In computer science, equality is expressed using relational operators, and the question of whether two real numbers are equal turns out to be harder than it sounds. Physical constraints limit how precisely computers can represent numbers. Real numbers are typically approximated by floating-point representations, where each number is stored as a significand scaled by an integer exponent, allowing a wide range of magnitudes but only at the cost of precision. As numbers grow larger in magnitude, their floating-point approximations become less precise.
The difficulty goes deeper than hardware. Determining whether two real numbers defined by mathematical expressions involving integers, basic arithmetic operations, the logarithm, and the exponential function are equal is, provably, undecidable. No algorithm can exist that resolves such an equality in all cases. This result is known as Richardson's theorem.
In formal logic, the substitution property creates its own subtleties. If the phrase "the number of planets in the solar system" stands for the number 8, then the substitution property might seem to imply that Johannes Kepler knew that the number 8 is 8, since he knew the number of planets was what it was. But that inference fails because the phrase and the numeral, while referring to the same object, carry different meanings.

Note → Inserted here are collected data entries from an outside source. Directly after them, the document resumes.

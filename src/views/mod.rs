// Copyright 2025 the Runebender Xilem Authors
// SPDX-License-Identifier: Apache-2.0

//! Top-level views

mod strategizer;

pub use strategizer::strategizer;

John Alan Robinson, working on resolution and automated theorem proving, was among the theoretical computer scientists who used equality elimination, also called paramodulation, as a rule of inference to navigate exactly these kinds of issues.
Common questions
Who invented the equals sign used in mathematics?
Welsh mathematician Robert Recorde invented the equals sign and first published it in The Whetstone of Witte in 1557, one year before his death. He called his two parallel lines "Gemowe lines", from the Latin for twin, explaining that no two things could be more equal.

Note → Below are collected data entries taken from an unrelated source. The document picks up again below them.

// Copyright 2025 the Runebender Xilem Authors
// SPDX-License-Identifier: Apache-2.0

//! Export sequencing.
//!
//! An export shows the info overlay, waits for it to be rendered, captures
//! the surface, saves the image and hides the overlay again:
//!
//! ```text
//! Idle --begin--> Settling --(ack | delay)--> Capturing --> Idle
//! ```
//!
//! Timing is passed in as `Instant`s so the sequence can be driven by the
//! UI (render acknowledgement or the fallback timer task) and by tests alike.
//! `finish` returns to `Idle` on every path once it has started capturing.

use std::time::{Duration, Instant};

use super::{
    CaptureRequest, CaptureSurface, ExportError, ExportFormat, ExportOutcome, ImageSaver,
    SurfaceHandle,
};
use crate::settings;

#[derive(Debug, Clone, Copy, PartialEq)]
enum Phase {
    Idle,
    Settling {
        format: ExportFormat,
        surface: SurfaceHandle,
        started: Instant,
        acknowledged: bool,
    },
    Capturing {
        format: ExportFormat,
    },
}

/// Export state machine owned by the app state
#[derive(Debug, Clone)]
pub struct ExportSession {
    phase: Phase,
    settle_delay: Duration,
}

impl ExportSession {
    pub fn new() -> Self {
        Self::with_settle_delay(settings::export::SETTLE_DELAY)
    }

    pub fn with_settle_delay(settle_delay: Duration) -> Self {
        Self {
            phase: Phase::Idle,
            settle_delay,
        }
    }

    /// Start an export: the overlay becomes visible until the export ends
    pub fn begin(
        &mut self,
        surface: Option<SurfaceHandle>,
        format: ExportFormat,
        now: Instant,
    ) -> Result<(), ExportError> {
        let Some(surface) = surface else {
            return Err(ExportError::SurfaceNotReady);
        };
        if self.in_progress() {
            return Err(ExportError::InProgress);
        }
        tracing::info!("Starting {} export of {}px surface", format, surface.side);
        self.phase = Phase::Settling {
            format,
            surface,
            started: now,
            acknowledged: false,
        };
        Ok(())
    }

    /// The surface has rendered with the overlay visible
    pub fn acknowledge_render(&mut self) {
        if let Phase::Settling { acknowledged, .. } = &mut self.phase {
            tracing::debug!("Overlay render acknowledged");
            *acknowledged = true;
        }
    }

    /// True once capture may happen
    pub fn is_settled(&self, now: Instant) -> bool {
        match self.phase {
            Phase::Settling {
                started,
                acknowledged,
                ..
            } => acknowledged || now.saturating_duration_since(started) >= self.settle_delay,
            _ => false,
        }
    }

    /// Waiting for the overlay to render
    pub fn is_settling(&self) -> bool {
        matches!(self.phase, Phase::Settling { .. })
    }

    pub fn in_progress(&self) -> bool {
        self.phase != Phase::Idle
    }

    /// Whether the surface should currently draw the info overlay
    pub fn overlay_visible(&self) -> bool {
        self.in_progress()
    }

    /// Format of the export in flight
    pub fn pending_format(&self) -> Option<ExportFormat> {
        match self.phase {
            Phase::Idle => None,
            Phase::Settling { format, .. } | Phase::Capturing { format } => Some(format),
        }
    }

    /// Surface measured when the pending export began
    pub fn pending_surface(&self) -> Option<SurfaceHandle> {
        match self.phase {
            Phase::Settling { surface, .. } => Some(surface),
            _ => None,
        }
    }

    /// Capture, encode and save the pending export
    ///
    /// Refused without a state change when nothing is pending or the overlay
    /// has not settled. Otherwise the session is back to `Idle` when this
    /// returns, whatever the outcome.
    pub fn finish(
        &mut self,
        now: Instant,
        surface: &dyn CaptureSurface,
        saver: &dyn ImageSaver,
    ) -> Result<ExportOutcome, ExportError> {
        let format = match self.phase {
            Phase::Idle | Phase::Capturing { .. } => return Err(ExportError::NoExportPending),
            Phase::Settling { .. } if !self.is_settled(now) => {
                return Err(ExportError::NotSettled);
            }
            Phase::Settling { format, .. } => format,
        };

        self.phase = Phase::Capturing { format };
        let result = self.capture_and_save(format, surface, saver);
        self.phase = Phase::Idle;

        match &result {
            Ok(ExportOutcome::Saved(path)) => tracing::info!("Export saved to {}", path.display()),
            Ok(ExportOutcome::Cancelled) => tracing::info!("Export cancelled"),
            Err(err) => tracing::error!("Export failed: {}", err),
        }
        result
    }

    fn capture_and_save(
        &self,
        format: ExportFormat,
        surface: &dyn CaptureSurface,
        saver: &dyn ImageSaver,
    ) -> Result<ExportOutcome, ExportError> {
        let request = CaptureRequest::new(format, self.overlay_visible());
        let image = surface.capture(&request)?;
        match saver.save(&image).map_err(ExportError::Save)? {
            Some(path) => Ok(ExportOutcome::Saved(path)),
            None => Ok(ExportOutcome::Cancelled),
        }
    }
}

impl Default for ExportSession {
    fn default() -> Self {
        Self::new()
    }
}

#[cfg(test)]
mod tests {
    use super::*;
    use crate::data::StrategyStore;
    use crate::export::{CapturedImage, DirectorySaver, SceneSurface};
    use crate::model::{MarkerId, Strategy, StrategyField};
    use std::cell::{Cell, RefCell};
    use std::path::PathBuf;
    use std::sync::Arc;

    const SURFACE: Option<SurfaceHandle> = Some(SurfaceHandle { side: 200.0 });

    /// Records the overlay flag each capture saw
    #[derive(Default)]
    struct FakeSurface {
        fail: bool,
        overlay_seen: RefCell<Vec<bool>>,
    }

    impl CaptureSurface for FakeSurface {
        fn capture(&self, request: &CaptureRequest) -> Result<CapturedImage, ExportError> {
            self.overlay_seen.borrow_mut().push(request.overlay_visible);
            if self.fail {
                return Err(ExportError::EmptySurface);
            }
            Ok(CapturedImage {
                format: request.format,
                width: 1,
                height: 1,
                bytes: vec![0],
            })
        }
    }

    enum SaveBehavior {
        Save,
        Cancel,
        Fail,
    }

    struct FakeSaver {
        behavior: SaveBehavior,
        calls: Cell<usize>,
    }

    impl FakeSaver {
        fn new(behavior: SaveBehavior) -> Self {
            Self {
                behavior,
                calls: Cell::new(0),
            }
        }
    }

    impl ImageSaver for FakeSaver {
        fn save(&self, image: &CapturedImage) -> anyhow::Result<Option<PathBuf>> {
            self.calls.set(self.calls.get() + 1);
            match self.behavior {
                SaveBehavior::Save => Ok(Some(PathBuf::from(image.format.file_name()))),
                SaveBehavior::Cancel => Ok(None),
                SaveBehavior::Fail => anyhow::bail!("permission denied"),
            }
        }
    }

    fn settled_session(format: ExportFormat) -> (ExportSession, Instant) {
        let mut session = ExportSession::new();
        let start = Instant::now();
        session.begin(SURFACE, format, start).unwrap();
        (session, start + Duration::from_millis(50))
    }

    #[test]
    fn unmeasured_surface_is_refused() {
        let mut session = ExportSession::new();
        let result = session.begin(None, ExportFormat::Png, Instant::now());
        assert!(matches!(result, Err(ExportError::SurfaceNotReady)));
        assert!(!session.overlay_visible());
    }

    #[test]
    fn second_export_is_rejected_while_in_flight() {
        let mut session = ExportSession::new();
        let now = Instant::now();
        session.begin(SURFACE, ExportFormat::Png, now).unwrap();
        let result = session.begin(SURFACE, ExportFormat::Jpeg, now);
        assert!(matches!(result, Err(ExportError::InProgress)));
        assert_eq!(session.pending_format(), Some(ExportFormat::Png));
    }

    #[test]
    fn capture_waits_for_settle_delay() {
        let mut session = ExportSession::new();
        let start = Instant::now();
        session.begin(SURFACE, ExportFormat::Png, start).unwrap();
        assert!(session.overlay_visible());

        let surface = FakeSurface::default();
        let saver = FakeSaver::new(SaveBehavior::Save);
        let early = session.finish(start + Duration::from_millis(10), &surface, &saver);
        assert!(matches!(early, Err(ExportError::NotSettled)));
        assert!(session.overlay_visible());
        assert!(surface.overlay_seen.borrow().is_empty());

        let outcome = session
            .finish(start + Duration::from_millis(50), &surface, &saver)
            .unwrap();
        assert_eq!(
            outcome,
            ExportOutcome::Saved(PathBuf::from("cricket_field_strategy.png"))
        );
        assert!(!session.overlay_visible());
    }

    #[test]
    fn acknowledged_render_settles_early() {
        let mut session = ExportSession::new();
        let start = Instant::now();
        session.begin(SURFACE, ExportFormat::Jpeg, start).unwrap();
        assert!(!session.is_settled(start));
        session.acknowledge_render();
        assert!(session.is_settled(start));
    }

    #[test]
    fn overlay_is_visible_during_capture() {
        let (mut session, now) = settled_session(ExportFormat::Png);
        let surface = FakeSurface::default();
        session
            .finish(now, &surface, &FakeSaver::new(SaveBehavior::Save))
            .unwrap();
        assert_eq!(*surface.overlay_seen.borrow(), vec![true]);
    }

    #[test]
    fn capture_failure_still_hides_overlay() {
        let (mut session, now) = settled_session(ExportFormat::Png);
        let surface = FakeSurface {
            fail: true,
            ..FakeSurface::default()
        };
        let saver = FakeSaver::new(SaveBehavior::Save);
        let result = session.finish(now, &surface, &saver);
        assert!(matches!(result, Err(ExportError::EmptySurface)));
        assert_eq!(saver.calls.get(), 0);
        assert!(!session.overlay_visible());
    }

    #[test]
    fn save_failure_and_cancel_hide_overlay() {
        let (mut session, now) = settled_session(ExportFormat::Jpeg);
        let result = session.finish(now, &FakeSurface::default(), &FakeSaver::new(SaveBehavior::Fail));
        assert!(matches!(result, Err(ExportError::Save(_))));
        assert!(!session.in_progress());

        let (mut session, now) = settled_session(ExportFormat::Jpeg);
        let result = session.finish(now, &FakeSurface::default(), &FakeSaver::new(SaveBehavior::Cancel));
        assert_eq!(result.unwrap(), ExportOutcome::Cancelled);
        assert!(!session.in_progress());
    }

    #[test]
    fn finishing_twice_reports_nothing_pending() {
        let (mut session, now) = settled_session(ExportFormat::Png);
        let surface = FakeSurface::default();
        let saver = FakeSaver::new(SaveBehavior::Save);
        session.finish(now, &surface, &saver).unwrap();
        let again = session.finish(now, &surface, &saver);
        assert!(matches!(again, Err(ExportError::NoExportPending)));
        assert_eq!(saver.calls.get(), 1);
    }

    #[test]
    fn exports_strategy_into_directory() {
        let mut store = StrategyStore::default();
        store.set_field(StrategyField::ScenarioNotes(
            "Attack the cover gap\nBowl full and straight".to_string(),
        ));
        let slip = MarkerId::fielder(1).unwrap();
        let strategy: Arc<Strategy> = store.set_marker_position(slip, 120.0, 140.0);

        let handle = SurfaceHandle { side: 300.0 };
        let mut session = ExportSession::new();
        let start = Instant::now();
        session.begin(Some(handle), ExportFormat::Png, start).unwrap();
        session.acknowledge_render();

        let dir = tempfile::tempdir().unwrap();
        let outcome = session
            .finish(
                start,
                &SceneSurface::new(strategy, handle),
                &DirectorySaver::new(dir.path()),
            )
            .unwrap();

        let expected = dir.path().join("cricket_field_strategy.png");
        assert_eq!(outcome, ExportOutcome::Saved(expected.clone()));
        let written = image::open(&expected).unwrap();
        assert_eq!((written.width(), written.height()), (600, 600));
        assert!(!session.overlay_visible());
    }
}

Why did the equals sign take so long to catch on after Recorde introduced it?
Recorde's symbol went unused in print for sixty-one years after its 1557 introduction, reappearing only in 1618 in an appendix to John Napier's Descriptio. Broader recognition in England came in 1631, and widespread European adoption followed through the influence of Isaac Newton and Gottfried Leibniz.
What is the substitution property of equality and who is it named after?
The substitution property states that if a equals b, any property of a is also a property of b. It traces to Gottfried Leibniz's Discourse on Metaphysics around 1686 and is often called Leibniz's Law. Russell and Whitehead formally introduced it into symbolic logic in Principia Mathematica between 1910 and 1913.
How is equality defined in set theory?
In Zermelo-Fraenkel set theory, two sets are defined to be equal if they have exactly the same members. This principle is called the axiom of extensionality.
What is the difference between an equation and an identity in mathematics?
An equation may be true only for specific values of a variable, while an identity holds for every value in a given domain. The triple-bar notation sometimes used to mark identities was introduced by Bernhard Riemann in his 1857 lectures on elliptic functions.
Why did the term congruent replace equal for geometric figures in schools?
Andrey Kolmogorov proposed restructuring geometry courses through set theory, in which a figure is a set of points and can only be equal to itself. This framework made congruent the standard school term for figures of the same shape and size, replacing the older usage of equal, and gained widespread adoption around the 1960s.